If it isn't enough that the rights are supported by underlying moral rules (which I assume would fit many realistic narratives), then what is it that you want? Someone to write a good story about them? It seems like you want to avoid using logic to distill, evaluate or build on existing moral knowledge; that every moral concept needs to be readily available in the form of story so it can be understood easily. Or alternatively that every moral idea must be consistent with a person's preconceived understanding of the world, which would create a wellspring of cognitive dissonance.

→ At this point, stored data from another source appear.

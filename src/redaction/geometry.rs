//! Mapping of text spans onto page pixels
//!
//! Recognition may run on an upscaled copy of a page. Word boxes are scaled
//! back to the original resolution, padded, and clamped to the image before
//! they are painted.

use crate::redaction::models::{BoundingBox, PhiMatch, RecognizedWord};
use image::{Rgb, RgbImage};
use serde::{Deserialize, Serialize};

/// Default padding, in pixels, added around each word box
pub const DEFAULT_PADDING: u32 = 2;

/// Rectangle in original-image pixels, `[left, right) × [top, bottom)`
#[derive(Debug, Clone, Copy, PartialEq, Eq, Serialize, Deserialize)]
pub struct PixelRect {
    pub left: u32,
    pub top: u32,
    pub right: u32,
    pub bottom: u32,
}

impl PixelRect {
    pub fn width(&self) -> u32 {
        self.right.saturating_sub(self.left)
    }

    pub fn height(&self) -> u32 {
        self.bottom.saturating_sub(self.top)
    }

    pub fn is_empty(&self) -> bool {
        self.width() == 0 || self.height() == 0
    }
}

/// Word boxes covering each match
///
/// A word belongs to a match when their half-open character ranges
/// intersect. Boxes are kept per word because a match may wrap onto another
/// line. Matches with no recognized word are left out.
pub fn map_matches_to_boxes(
    matches: &[PhiMatch],
    words: &[RecognizedWord],
) -> Vec<(PhiMatch, Vec<BoundingBox>)> {
    matches
        .iter()
        .filter_map(|m| {
            let boxes: Vec<BoundingBox> = words
                .iter()
                .filter(|w| m.overlaps(w.char_start, w.char_end))
                .map(|w| w.bbox)
                .collect();
            (!boxes.is_empty()).then(|| (m.clone(), boxes))
        })
        .collect()
}

/// Convert recognized-image boxes into padded original-image rectangles
///
/// `scale_factor` is the upscale applied before recognition; coordinates are
/// divided by it. Left and top edges round down and right and bottom edges
/// round up so the rectangle always contains the scaled box. Empty boxes are
/// skipped.
pub fn compute_redaction_rects(
    boxes: &[BoundingBox],
    scale_factor: f64,
    padding: u32,
    image_bounds: (u32, u32),
) -> Vec<PixelRect> {
    let (width, height) = image_bounds;
    let scale = if scale_factor.is_finite() && scale_factor > 0.0 {
        scale_factor
    } else {
        1.0
    };
    let pad = f64::from(padding);

    boxes
        .iter()
        .filter(|b| !b.is_empty())
        .map(|b| {
            let left = f64::from(b.x) / scale - pad;
            let top = f64::from(b.y) / scale - pad;
            let right = (f64::from(b.x) + f64::from(b.w)) / scale + pad;
            let bottom = (f64::from(b.y) + f64::from(b.h)) / scale + pad;

            PixelRect {
                left: clamp_px(left.floor(), width),
                top: clamp_px(top.floor(), height),
                right: clamp_px(right.ceil(), width),
                bottom: clamp_px(bottom.ceil(), height),
            }
        })
        .filter(|r| !r.is_empty())
        .collect()
}

fn clamp_px(value: f64, limit: u32) -> u32 {
    value.clamp(0.0, f64::from(limit)) as u32
}

/// Paint rectangles onto an image
pub fn fill_rects(image: &mut RgbImage, rects: &[PixelRect], color: [u8; 3]) {
    let (width, height) = image.dimensions();
    let fill = Rgb(color);

    for rect in rects {
        for y in rect.top..rect.bottom.min(height) {
            for x in rect.left..rect.right.min(width) {
                image.put_pixel(x, y, fill);
            }
        }
    }
}

#[cfg(test)]
mod tests {
    use super::*;
    use crate::redaction::models::PhiCategory;

    fn word(text: &str, start: usize, bbox: BoundingBox) -> RecognizedWord {
        RecognizedWord {
            text: text.to_string(),
            bbox,
            char_start: start,
            char_end: start + text.len(),
            block_id: 1,
            paragraph_id: 1,
            line_id: 1,
        }
    }

    #[test]
    fn test_map_collects_overlapping_words() {
        // "John Smith is stable"
        let words = vec![
            word("John", 0, BoundingBox::new(10, 10, 40, 12)),
            word("Smith", 5, BoundingBox::new(55, 10, 50, 12)),
            word("is", 11, BoundingBox::new(110, 10, 15, 12)),
            word("stable", 14, BoundingBox::new(130, 10, 55, 12)),
        ];
        let matches = vec![
            PhiMatch::new("John Smith", PhiCategory::Name, 0, 10, 0.95),
            PhiMatch::new("ghost", PhiCategory::Name, 40, 45, 0.95),
        ];

        let mapped = map_matches_to_boxes(&matches, &words);
        assert_eq!(mapped.len(), 1);
        assert_eq!(mapped[0].1.len(), 2);
        assert_eq!(mapped[0].1[1], BoundingBox::new(55, 10, 50, 12));
    }

    #[test]
    fn test_adjacent_word_not_included() {
        let words = vec![
            word("KJ", 0, BoundingBox::new(0, 0, 10, 10)),
            word("is", 3, BoundingBox::new(12, 0, 8, 10)),
        ];
        let matches = vec![PhiMatch::new("KJ", PhiCategory::Name, 0, 2, 0.85)];
        let mapped = map_matches_to_boxes(&matches, &words);
        assert_eq!(mapped[0].1, vec![BoundingBox::new(0, 0, 10, 10)]);
    }

    #[test]
    fn test_rects_scale_and_pad() {
        let boxes = vec![BoundingBox::new(100, 50, 40, 20)];
        let rects = compute_redaction_rects(&boxes, 2.0, 2, (500, 500));
        assert_eq!(
            rects,
            vec![PixelRect {
                left: 48,
                top: 23,
                right: 72,
                bottom: 37
            }]
        );
    }

    #[test]
    fn test_rects_clamped_to_image() {
        let boxes = vec![BoundingBox::new(0, 0, 30, 30), BoundingBox::new(90, 90, 30, 30)];
        let rects = compute_redaction_rects(&boxes, 1.0, 5, (100, 100));
        assert_eq!(rects[0].left, 0);
        assert_eq!(rects[0].top, 0);
        assert_eq!(rects[1].right, 100);
        assert_eq!(rects[1].bottom, 100);
    }

    #[test]
    fn test_rects_contain_scaled_box() {
        let boxes = vec![BoundingBox::new(13, 7, 11, 5)];
        let scale = 1.5;
        let rects = compute_redaction_rects(&boxes, scale, 0, (1000, 1000));
        let r = rects[0];
        assert!(f64::from(r.left) <= 13.0 / scale);
        assert!(f64::from(r.top) <= 7.0 / scale);
        assert!(f64::from(r.right) >= 24.0 / scale);
        assert!(f64::from(r.bottom) >= 12.0 / scale);
    }

    #[test]
    fn test_empty_boxes_skipped() {
        let boxes = vec![BoundingBox::new(10, 10, 0, 5)];
        assert!(compute_redaction_rects(&boxes, 1.0, 2, (100, 100)).is_empty());
    }

    #[test]
    fn test_fill_rects() {
        let mut image = RgbImage::from_pixel(10, 10, Rgb([255, 255, 255]));
        let rects = vec![PixelRect {
            left: 2,
            top: 2,
            right: 5,
            bottom: 4,
        }];
        fill_rects(&mut image, &rects, [0, 0, 0]);

        assert_eq!(image.get_pixel(2, 2), &Rgb([0, 0, 0]));
        assert_eq!(image.get_pixel(4, 3), &Rgb([0, 0, 0]));
        assert_eq!(image.get_pixel(5, 3), &Rgb([255, 255, 255]));
        assert_eq!(image.get_pixel(2, 4), &Rgb([255, 255, 255]));
    }
}
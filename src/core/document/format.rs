//! Input classification and output naming

use crate::domain::{RedactorError, Result};
use crate::redaction::models::InputKind;
use std::path::{Path, PathBuf};

const PDF_EXTENSIONS: &[&str] = &["pdf"];
const IMAGE_EXTENSIONS: &[&str] = &["png", "jpg", "jpeg", "tiff", "tif", "bmp", "gif"];
const TEXT_EXTENSIONS: &[&str] = &["txt", "text"];

/// Suffix of the redacted text file, appended to the output stem
pub const TEXT_OUTPUT_SUFFIX: &str = "_text.txt";

/// Classify an input file by extension (case-insensitive)
///
/// # Errors
///
/// Returns [`RedactorError::SourceNotFound`] if the file does not exist and
/// [`RedactorError::UnsupportedInputFormat`] if the extension is not
/// recognized. Existence is checked first.
pub fn detect_input_kind(path: &Path) -> Result<InputKind> {
    if !path.exists() {
        return Err(RedactorError::SourceNotFound(path.display().to_string()));
    }
    kind_from_extension(path)
}

/// Classify a path by extension without touching the filesystem
pub fn kind_from_extension(path: &Path) -> Result<InputKind> {
    let ext = path
        .extension()
        .and_then(|e| e.to_str())
        .map(str::to_lowercase)
        .unwrap_or_default();

    if PDF_EXTENSIONS.contains(&ext.as_str()) {
        Ok(InputKind::Pdf)
    } else if IMAGE_EXTENSIONS.contains(&ext.as_str()) {
        Ok(InputKind::Image)
    } else if TEXT_EXTENSIONS.contains(&ext.as_str()) {
        Ok(InputKind::Text)
    } else if ext.is_empty() {
        Err(RedactorError::UnsupportedInputFormat(format!(
            "{} has no file extension",
            path.display()
        )))
    } else {
        Err(RedactorError::UnsupportedInputFormat(format!(".{ext}")))
    }
}

/// `<dir>/<stem><suffix>.<ext>` next to the input
pub fn default_output_path(input: &Path, suffix: &str) -> PathBuf {
    let stem = input
        .file_stem()
        .map(|s| s.to_string_lossy().into_owned())
        .unwrap_or_default();
    let file_name = match input.extension() {
        Some(ext) => format!("{stem}{suffix}.{}", ext.to_string_lossy()),
        None => format!("{stem}{suffix}"),
    };
    input.with_file_name(file_name)
}

/// `<dir>/<output-stem>_text.txt` next to the output
pub fn text_output_path(output: &Path) -> PathBuf {
    let stem = output
        .file_stem()
        .map(|s| s.to_string_lossy().into_owned())
        .unwrap_or_default();
    output.with_file_name(format!("{stem}{TEXT_OUTPUT_SUFFIX}"))
}
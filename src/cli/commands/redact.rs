//! Redact command implementation
//!
//! This module implements the `redact` command for redacting a PDF, image or
//! text file and printing a summary report.

use super::{EXIT_CONFIG, EXIT_FAILURE, EXIT_FATAL, EXIT_OK};
use crate::config::{load_config_or_default, RedactorConfig};
use crate::core::document::DocumentRedactor;
use crate::domain::RedactorError;
use crate::redaction::config::DetectionMode;
use crate::redaction::RedactionReport;
use clap::Args;
use std::path::PathBuf;

/// Arguments for the redact command
#[derive(Args, Debug)]
pub struct RedactArgs {
    /// Input file (.pdf, .png, .jpg, .jpeg, .tif, .tiff, .bmp, .gif, .txt)
    pub input: PathBuf,

    /// Output file (defaults to `<stem>_redacted.<ext>` next to the input)
    #[arg(short, long)]
    pub output: Option<PathBuf>,

    /// Aggressive mode: lower threshold and extra low-confidence rules
    #[arg(short, long)]
    pub aggressive: bool,

    /// Do not write the redacted text file
    #[arg(long)]
    pub no_text_output: bool,

    /// Print the report as JSON
    #[arg(long)]
    pub json: bool,

    /// Print nothing on success
    #[arg(short, long)]
    pub quiet: bool,
}

impl RedactArgs {
    /// Apply command-line overrides to the loaded configuration
    pub fn apply_overrides(&self, config: &mut RedactorConfig) {
        if self.aggressive {
            tracing::info!("Enabling aggressive detection from CLI");
            config.detection.mode = DetectionMode::Aggressive;
        }
        if self.no_text_output {
            config.output.write_text_output = false;
        }
    }

    /// Execute the redact command
    pub async fn execute(&self, config_path: &str) -> anyhow::Result<i32> {
        tracing::info!(input = %self.input.display(), "Starting redact command");

        let mut config = match load_config_or_default(config_path) {
            Ok(c) => c,
            Err(e) => {
                tracing::error!(error = %e, "Configuration loading failed");
                eprintln!("❌ {e}");
                return Ok(EXIT_CONFIG);
            }
        };
        self.apply_overrides(&mut config);

        let redactor = match DocumentRedactor::from_config(&config) {
            Ok(r) => r,
            Err(e) => {
                eprintln!("❌ Failed to initialize redaction engine: {e}");
                return Ok(exit_code_for(&e));
            }
        };

        match redactor.redact_file(&self.input, self.output.as_deref()).await {
            Ok(outcome) => {
                if !self.quiet {
                    let report = RedactionReport::from_outcome(&outcome);
                    if self.json {
                        println!("{}", report.format_json()?);
                    } else {
                        print!("{}", report.format_console());
                    }
                }
                Ok(EXIT_OK)
            }
            Err(e) => {
                eprintln!("❌ Redaction failed: {e}");
                if e.is_collaborator_failure() {
                    eprintln!(
                        "   Check that {} and {} are installed and the output directory is writable",
                        config.ocr.tesseract_path.display(),
                        config.pdf.pdftoppm_path.display()
                    );
                }
                Ok(exit_code_for(&e))
            }
        }
    }
}

/// Map a redaction error to a process exit code
pub fn exit_code_for(error: &RedactorError) -> i32 {
    match error {
        RedactorError::Configuration(_) | RedactorError::Pattern(_) => EXIT_CONFIG,
        RedactorError::Internal(_) => EXIT_FATAL,
        _ => EXIT_FAILURE,
    }
}

#[cfg(test)]
mod tests {
    use super::*;

    fn args() -> RedactArgs {
        RedactArgs {
            input: PathBuf::from("scan.pdf"),
            output: None,
            aggressive: true,
            no_text_output: true,
            json: false,
            quiet: true,
        }
    }

    #[test]
    fn test_apply_overrides() {
        let mut config = RedactorConfig::default();
        args().apply_overrides(&mut config);
        assert_eq!(config.detection.mode, DetectionMode::Aggressive);
        assert!(!config.output.write_text_output);
    }

    #[test]
    fn test_exit_codes() {
        assert_eq!(
            exit_code_for(&RedactorError::SourceNotFound("x".into())),
            EXIT_FAILURE
        );
        assert_eq!(
            exit_code_for(&RedactorError::RecognitionFailure("x".into())),
            EXIT_FAILURE
        );
        assert_eq!(
            exit_code_for(&RedactorError::Configuration("x".into())),
            EXIT_CONFIG
        );
        assert_eq!(exit_code_for(&RedactorError::Internal("x".into())), EXIT_FATAL);
    }

    #[tokio::test]
    async fn test_execute_text_file() {
        let dir = tempfile::tempdir().unwrap();
        let input = dir.path().join("note.txt");
        std::fs::write(&input, "Contact: jane@example.com").unwrap();

        let args = RedactArgs {
            input: input.clone(),
            aggressive: false,
            ..args()
        };
        let code = args
            .execute(dir.path().join("missing.toml").to_str().unwrap())
            .await
            .unwrap();

        assert_eq!(code, EXIT_OK);
        let redacted = std::fs::read_to_string(dir.path().join("note_redacted.txt")).unwrap();
        assert_eq!(redacted, "Contact: [EMAIL]");
        assert!(!dir.path().join("note_redacted_text.txt").exists());
    }

    #[tokio::test]
    async fn test_execute_missing_input() {
        let dir = tempfile::tempdir().unwrap();
        let args = RedactArgs {
            input: dir.path().join("absent.pdf"),
            ..args()
        };
        let code = args
            .execute(dir.path().join("missing.toml").to_str().unwrap())
            .await
            .unwrap();
        assert_eq!(code, EXIT_FAILURE);
    }
}
//! Tesseract command-line recognizer
//!
//! Runs `tesseract <png> stdout -l <lang> tsv` on a temporary PNG and parses
//! the TSV report. Every TSV row becomes a token; page, block, paragraph and
//! line rows carry a confidence of `-1` and are reported with no confidence
//! so the layout step can use them as structural markers.

use crate::adapters::traits::Recognizer;
use crate::domain::{RedactorError, Result};
use crate::redaction::models::{BoundingBox, OcrToken};
use image::{GrayImage, ImageFormat};
use std::path::PathBuf;
use std::process::Command;

/// Default recognition language
pub const DEFAULT_LANGUAGE: &str = "eng";

/// Number of columns in a Tesseract TSV row
const TSV_COLUMNS: usize = 12;

/// Recognizer backed by the `tesseract` binary
#[derive(Debug, Clone)]
pub struct TesseractCli {
    binary: PathBuf,
    language: String,
}

impl TesseractCli {
    /// Create a recognizer using `binary` and `language`
    pub fn new(binary: impl Into<PathBuf>, language: impl Into<String>) -> Self {
        Self {
            binary: binary.into(),
            language: language.into(),
        }
    }

    /// Binary that will be invoked
    pub fn binary(&self) -> &PathBuf {
        &self.binary
    }
}

impl Default for TesseractCli {
    fn default() -> Self {
        Self::new("tesseract", DEFAULT_LANGUAGE)
    }
}

impl Recognizer for TesseractCli {
    fn recognize(&self, page: &GrayImage) -> Result<Vec<OcrToken>> {
        let input = tempfile::Builder::new()
            .prefix("phi-page-")
            .suffix(".png")
            .tempfile()
            .map_err(|e| RedactorError::RecognitionFailure(format!("Temp file: {e}")))?;

        page.save_with_format(input.path(), ImageFormat::Png)
            .map_err(|e| {
                RedactorError::RecognitionFailure(format!("Failed to stage page image: {e}"))
            })?;

        let output = Command::new(&self.binary)
            .arg(input.path())
            .arg("stdout")
            .args(["-l", &self.language])
            .arg("tsv")
            .output()
            .map_err(|e| {
                RedactorError::RecognitionFailure(format!(
                    "Failed to run {}: {e}",
                    self.binary.display()
                ))
            })?;

        if !output.status.success() {
            let stderr = String::from_utf8_lossy(&output.stderr);
            return Err(RedactorError::RecognitionFailure(format!(
                "{} exited with {}: {}",
                self.binary.display(),
                output.status,
                stderr.trim()
            )));
        }

        let tokens = parse_tsv(&String::from_utf8_lossy(&output.stdout))?;
        tracing::trace!(tokens = tokens.len(), "Tesseract recognition complete");
        Ok(tokens)
    }
}

/// Parse a Tesseract TSV report into tokens
///
/// The header row and blank lines are skipped. A row with fewer than eleven
/// columns is an error.
pub fn parse_tsv(report: &str) -> Result<Vec<OcrToken>> {
    let mut tokens = Vec::new();

    for (index, line) in report.lines().enumerate() {
        if line.trim().is_empty() || line.starts_with("level") {
            continue;
        }

        let fields: Vec<&str> = line.splitn(TSV_COLUMNS, '\t').collect();
        if fields.len() < TSV_COLUMNS - 1 {
            return Err(RedactorError::RecognitionFailure(format!(
                "Malformed TSV row {}: expected {TSV_COLUMNS} columns, got {}",
                index + 1,
                fields.len()
            )));
        }

        let int = |col: usize| -> Result<u32> {
            let value = fields[col].trim();
            value
                .parse::<i64>()
                .map(|v| v.max(0) as u32)
                .map_err(|_| {
                    RedactorError::RecognitionFailure(format!(
                        "Malformed TSV row {}: column {col} is not a number: {value:?}",
                        index + 1
                    ))
                })
        };

        let confidence = fields[10]
            .trim()
            .parse::<f32>()
            .ok()
            .filter(|c| *c >= 0.0);

        tokens.push(OcrToken {
            text: fields.get(11).copied().unwrap_or_default().to_string(),
            confidence,
            bbox: BoundingBox::new(int(6)?, int(7)?, int(8)?, int(9)?),
            block_id: int(2)?,
            paragraph_id: int(3)?,
            line_id: int(4)?,
        });
    }

    Ok(tokens)
}
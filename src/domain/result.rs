//! Result type alias for the redactor

use super::errors::RedactorError;

/// Result type alias for redactor operations
///
/// # Examples
///
/// ```
/// use phi_redactor::domain::result::Result;
/// use phi_redactor::domain::errors::RedactorError;
///
/// fn example_function() -> Result<String> {
///     Ok("success".to_string())
/// }
///
/// fn failing_function() -> Result<()> {
///     Err(RedactorError::Configuration("Invalid input".to_string()))
/// }
/// ```
pub type Result<T> = std::result::Result<T, RedactorError>;
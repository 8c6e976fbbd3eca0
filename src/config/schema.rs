//! Configuration schema types
//!
//! This module defines the configuration structure for the redactor. Every
//! section has defaults, so an empty file is a valid configuration.

use crate::adapters::poppler::DEFAULT_DPI;
use crate::adapters::tesseract::DEFAULT_LANGUAGE;
use crate::redaction::config::{AuditConfig, DetectionConfig, GeometryConfig, RedactionSettings};
use crate::redaction::preprocess::DEFAULT_UPSCALE_MIN_DIMENSION;
use serde::{Deserialize, Serialize};
use std::path::PathBuf;

/// Main redactor configuration
///
/// This is the root configuration structure that maps to the TOML file.
#[derive(Debug, Clone, Default, Serialize, Deserialize)]
pub struct RedactorConfig {
    /// Application-level settings
    #[serde(default)]
    pub application: ApplicationConfig,

    /// Detection mode and rule library
    #[serde(default)]
    pub detection: DetectionConfig,

    /// Redaction box drawing
    #[serde(default)]
    pub geometry: GeometryConfig,

    /// OCR settings
    #[serde(default)]
    pub ocr: OcrConfig,

    /// PDF rasterization settings
    #[serde(default)]
    pub pdf: PdfConfig,

    /// Output settings
    #[serde(default)]
    pub output: OutputConfig,

    /// Audit log settings
    #[serde(default)]
    pub audit: AuditConfig,

    /// Logging configuration
    #[serde(default)]
    pub logging: LoggingConfig,
}

impl RedactorConfig {
    /// Validates the configuration
    ///
    /// # Errors
    ///
    /// Returns an error if any configuration values are invalid
    pub fn validate(&self) -> Result<(), String> {
        self.application.validate()?;
        self.detection.validate().map_err(|e| e.to_string())?;
        self.geometry.validate().map_err(|e| e.to_string())?;
        self.ocr.validate()?;
        self.pdf.validate()?;
        self.output.validate()?;
        self.audit.validate().map_err(|e| e.to_string())?;
        self.logging.validate()?;
        Ok(())
    }

    /// Settings for building a [`crate::redaction::RedactionEngine`]
    pub fn redaction_settings(&self) -> RedactionSettings {
        RedactionSettings {
            detection: self.detection.clone(),
            geometry: self.geometry.clone(),
            audit: self.audit.clone(),
            upscale_min_dimension: self.ocr.upscale_min_dimension,
        }
    }
}

/// Application-level configuration
#[derive(Debug, Clone, Serialize, Deserialize)]
pub struct ApplicationConfig {
    /// Log level (trace, debug, info, warn, error)
    #[serde(default = "default_log_level")]
    pub log_level: String,
}

impl Default for ApplicationConfig {
    fn default() -> Self {
        Self {
            log_level: default_log_level(),
        }
    }
}

impl ApplicationConfig {
    fn validate(&self) -> Result<(), String> {
        let valid_levels = ["trace", "debug", "info", "warn", "error"];
        if !valid_levels.contains(&self.log_level.as_str()) {
            return Err(format!(
                "Invalid log_level '{}'. Must be one of: {}",
                self.log_level,
                valid_levels.join(", ")
            ));
        }
        Ok(())
    }
}

/// OCR configuration
#[derive(Debug, Clone, Serialize, Deserialize)]
pub struct OcrConfig {
    /// Path or name of the `tesseract` binary
    #[serde(default = "default_tesseract_path")]
    pub tesseract_path: PathBuf,

    /// Tesseract language code(s), e.g. `eng` or `eng+spa`
    #[serde(default = "default_language")]
    pub language: String,

    /// Pages whose shorter side is below this many pixels are upscaled
    #[serde(default = "default_upscale_min_dimension")]
    pub upscale_min_dimension: u32,
}

impl Default for OcrConfig {
    fn default() -> Self {
        Self {
            tesseract_path: default_tesseract_path(),
            language: default_language(),
            upscale_min_dimension: default_upscale_min_dimension(),
        }
    }
}

impl OcrConfig {
    fn validate(&self) -> Result<(), String> {
        if self.language.trim().is_empty() {
            return Err("ocr.language cannot be empty".to_string());
        }
        if self.upscale_min_dimension > 10_000 {
            return Err(format!(
                "ocr.upscale_min_dimension must be <= 10000, got {}",
                self.upscale_min_dimension
            ));
        }
        Ok(())
    }
}

/// PDF rasterization configuration
#[derive(Debug, Clone, Serialize, Deserialize)]
pub struct PdfConfig {
    /// Path or name of the `pdftoppm` binary
    #[serde(default = "default_pdftoppm_path")]
    pub pdftoppm_path: PathBuf,

    /// Render resolution; also sets the page size of PDF output
    #[serde(default = "default_dpi")]
    pub dpi: u32,
}

impl Default for PdfConfig {
    fn default() -> Self {
        Self {
            pdftoppm_path: default_pdftoppm_path(),
            dpi: default_dpi(),
        }
    }
}

impl PdfConfig {
    fn validate(&self) -> Result<(), String> {
        if !(72..=1200).contains(&self.dpi) {
            return Err(format!(
                "pdf.dpi must be between 72 and 1200, got {}",
                self.dpi
            ));
        }
        Ok(())
    }
}

/// Output configuration
#[derive(Debug, Clone, Serialize, Deserialize)]
pub struct OutputConfig {
    /// Write the redacted canonical text next to the output
    #[serde(default = "default_true")]
    pub write_text_output: bool,

    /// Suffix appended to the input stem for the default output path
    #[serde(default = "default_suffix")]
    pub suffix: String,

    /// Pages processed concurrently within a pass
    #[serde(default = "default_max_parallel_pages")]
    pub max_parallel_pages: usize,
}

impl Default for OutputConfig {
    fn default() -> Self {
        Self {
            write_text_output: true,
            suffix: default_suffix(),
            max_parallel_pages: default_max_parallel_pages(),
        }
    }
}

impl OutputConfig {
    fn validate(&self) -> Result<(), String> {
        if self.suffix.is_empty() {
            return Err("output.suffix cannot be empty".to_string());
        }
        if self.suffix.contains(['/', '\\']) {
            return Err(format!(
                "output.suffix cannot contain path separators: '{}'",
                self.suffix
            ));
        }
        if self.max_parallel_pages == 0 || self.max_parallel_pages > 64 {
            return Err(format!(
                "output.max_parallel_pages must be between 1 and 64, got {}",
                self.max_parallel_pages
            ));
        }
        Ok(())
    }
}

/// Logging configuration
#[derive(Debug, Clone, Serialize, Deserialize)]
pub struct LoggingConfig {
    /// Enable local file logging
    #[serde(default)]
    pub local_enabled: bool,

    /// Local log directory
    #[serde(default = "default_local_path")]
    pub local_path: String,

    /// Log rotation strategy
    #[serde(default = "default_local_rotation")]
    pub local_rotation: String,
}

impl Default for LoggingConfig {
    fn default() -> Self {
        Self {
            local_enabled: false,
            local_path: default_local_path(),
            local_rotation: default_local_rotation(),
        }
    }
}

impl LoggingConfig {
    fn validate(&self) -> Result<(), String> {
        let valid_rotations = ["daily", "hourly", "never"];
        if !valid_rotations.contains(&self.local_rotation.as_str()) {
            return Err(format!(
                "Invalid logging.local_rotation '{}'. Must be one of: {}",
                self.local_rotation,
                valid_rotations.join(", ")
            ));
        }

        if self.local_enabled && self.local_path.trim().is_empty() {
            return Err("logging.local_path cannot be empty when local logging is enabled".to_string());
        }

        Ok(())
    }
}

// Default value functions
fn default_log_level() -> String {
    "info".to_string()
}

fn default_true() -> bool {
    true
}

fn default_tesseract_path() -> PathBuf {
    PathBuf::from("tesseract")
}

fn default_language() -> String {
    DEFAULT_LANGUAGE.to_string()
}

fn default_upscale_min_dimension() -> u32 {
    DEFAULT_UPSCALE_MIN_DIMENSION
}

fn default_pdftoppm_path() -> PathBuf {
    PathBuf::from("pdftoppm")
}

fn default_dpi() -> u32 {
    DEFAULT_DPI
}

fn default_suffix() -> String {
    "_redacted".to_string()
}

fn default_max_parallel_pages() -> usize {
    4
}

fn default_local_path() -> String {
    "./logs".to_string()
}

fn default_local_rotation() -> String {
    "daily".to_string()
}

#[cfg(test)]
mod tests {
    use super::*;
    use crate::redaction::config::DetectionMode;

    #[test]
    fn test_empty_config_uses_defaults() {
        let config: RedactorConfig = toml::from_str("").unwrap();
        assert_eq!(config.application.log_level, "info");
        assert_eq!(config.detection.mode, DetectionMode::Normal);
        assert_eq!(config.pdf.dpi, 300);
        assert_eq!(config.ocr.language, "eng");
        assert_eq!(config.output.suffix, "_redacted");
        assert!(config.output.write_text_output);
        assert!(config.validate().is_ok());
    }

    #[test]
    fn test_application_config_validation() {
        let mut config = ApplicationConfig::default();
        assert!(config.validate().is_ok());

        config.log_level = "invalid".to_string();
        assert!(config.validate().is_err());
    }

    #[test]
    fn test_pdf_dpi_range() {
        let mut config = PdfConfig::default();
        config.dpi = 50;
        assert!(config.validate().is_err());
        config.dpi = 600;
        assert!(config.validate().is_ok());
    }

    #[test]
    fn test_output_validation() {
        let mut config = OutputConfig::default();
        config.max_parallel_pages = 0;
        assert!(config.validate().is_err());

        config.max_parallel_pages = 2;
        config.suffix = "../x".to_string();
        assert!(config.validate().is_err());
    }

    #[test]
    fn test_logging_rotation() {
        let mut config = LoggingConfig::default();
        assert!(config.validate().is_ok());
        config.local_rotation = "size".to_string();
        assert!(config.validate().is_err());
    }

    #[test]
    fn test_redaction_settings() {
        let config: RedactorConfig = toml::from_str(
            r#"
[detection]
mode = "aggressive"

[geometry]
padding = 4

[ocr]
upscale_min_dimension = 1500
"#,
        )
        .unwrap();

        let settings = config.redaction_settings();
        assert_eq!(settings.detection.mode, DetectionMode::Aggressive);
        assert_eq!(settings.geometry.padding, 4);
        assert_eq!(settings.upscale_min_dimension, 1500);
    }
}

Your reply to Mollydukes gives the impression that you think the factual truth of the Bible, and by implication Christianity, is of little importance compared to the moral rules and personal meaning that can be obtained from accepting its stories. Your ruins of modernity are not related to the validity of modern thought, but what you believe to be its negative effects -- your focus on the results of modern ideas is itself instrumentalist. But you claim both as truth and decry instrumental reasoning.

"[I]ndeed they seem to stem from any good intention present in the councils of the United Nations."
That's a rather limited & peripheral view of human rights.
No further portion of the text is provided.